A must read for adults and those entering adulthood.

It is difficult to pick a few quotes from a book where every word seems to be carefully chosen with wild abandon and every sentence delivers a meaningful punch. So sharing a few extracts below to give you a glimpse.

“So, the word wild here is not used in its modern pejorative sense, meaning out of control, but in its original sense, which means to live a natural life, one in which the criatura, creature, has innate integrity and healthy boundaries. These words, wild and woman, cause women to remember who they are and what they are about. They create a metaphor to describe the force which funds all females. They personify a force that women cannot live without.”

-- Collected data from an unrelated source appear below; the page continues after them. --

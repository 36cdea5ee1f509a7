//! Response flags and the unified escalation signal.

use haven_risk::RiskClassifier;
use haven_types::RiskAssessment;
use serde::{Deserialize, Serialize};

/// Flags a response generator may set on its output (§ external contract).
///
/// Flags only ever assert; merging two flag sets ORs them, so a runtime-
/// carried flag cannot be cleared by a responder.
#[derive(Debug, Clone, Copy, Default, PartialEq, Eq, Serialize, Deserialize)]
pub struct ResponseFlags {
    pub consent_granted: bool,
    pub consent_denied: bool,
    pub triage_completed: bool,
    pub escalation_triggered: bool,
    pub emergency_escalation: bool,
    pub session_closed: bool,
    pub resources_requested: bool,
    pub transfer_completed: bool,
}

impl ResponseFlags {
    pub fn merge(self, other: ResponseFlags) -> ResponseFlags {
        ResponseFlags {
            consent_granted: self.consent_granted || other.consent_granted,
            consent_denied: self.consent_denied || other.consent_denied,
            triage_completed: self.triage_completed || other.triage_completed,
            escalation_triggered: self.escalation_triggered || other.escalation_triggered,
            emergency_escalation: self.emergency_escalation || other.emergency_escalation,
            session_closed: self.session_closed || other.session_closed,
            resources_requested: self.resources_requested || other.resources_requested,
            transfer_completed: self.transfer_completed || other.transfer_completed,
        }
    }
}

/// The single escalation signal.
///
/// The response flags and the classifier predicates historically disagreed;
/// this fold is the only place either is read for escalation purposes, and
/// the decision order consumes only the folded value.
#[derive(Debug, Clone, Copy, PartialEq, Eq)]
pub enum EscalationSignal {
    None,
    Escalate,
    Emergency,
}

impl EscalationSignal {
    /// Fold flags and classifier predicates into one signal. Emergency wins.
    pub fn resolve(
        flags: &ResponseFlags,
        assessment: &RiskAssessment,
        classifier: &RiskClassifier,
    ) -> Self {
        if flags.emergency_escalation || classifier.is_emergency(assessment) {
            EscalationSignal::Emergency
        } else if flags.escalation_triggered || classifier.should_escalate(assessment) {
            EscalationSignal::Escalate
        } else {
            EscalationSignal::None
        }
    }

    pub fn is_set(&self) -> bool {
        !matches!(self, EscalationSignal::None)
    }

    pub fn is_emergency(&self) -> bool {
        matches!(self, EscalationSignal::Emergency)
    }
}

“Asking the proper question is the central action of transformation in fairy tales, in analysis, and in individuation. The key question causes germination of consciousness. The properly shaped question always emanates from an essential curiosity about what stands behind. Questions are the keys that cause the secret doors of the psyche to swing open.”

“To love means to embrace and at the same time to withstand many endings, and many many beginnings—all in the same relationship.”

“Wolves and women are relational by nature, inquiring, possessed of great endurance and strength. They are deeply intuitive, intensely concerned with their young, their mate, and their pack. They are experienced in adapting to constantly changing circumstances; they are fiercely stalwart and very brave”

“Fortunately, no matter how many times she is pushed down, she bounds up again. No matter how many times she is forbidden, quelled, cut back, diluted, tortured, touted as unsafe, dangerous, mad, and other derogations, she emanates upward in women, so that even the most quiet, even the most restrained woman keeps a secret place for Wild Woman, Even the more repressed woman has a secret life, with secret thoughts and secret feelings which are lush and wild, that is, natural. Even the most captured woman guards the place of the wildish self, for she knows intuitively that someday there will be a loophole, an aperture, a chance, and she will hightail it to escape.”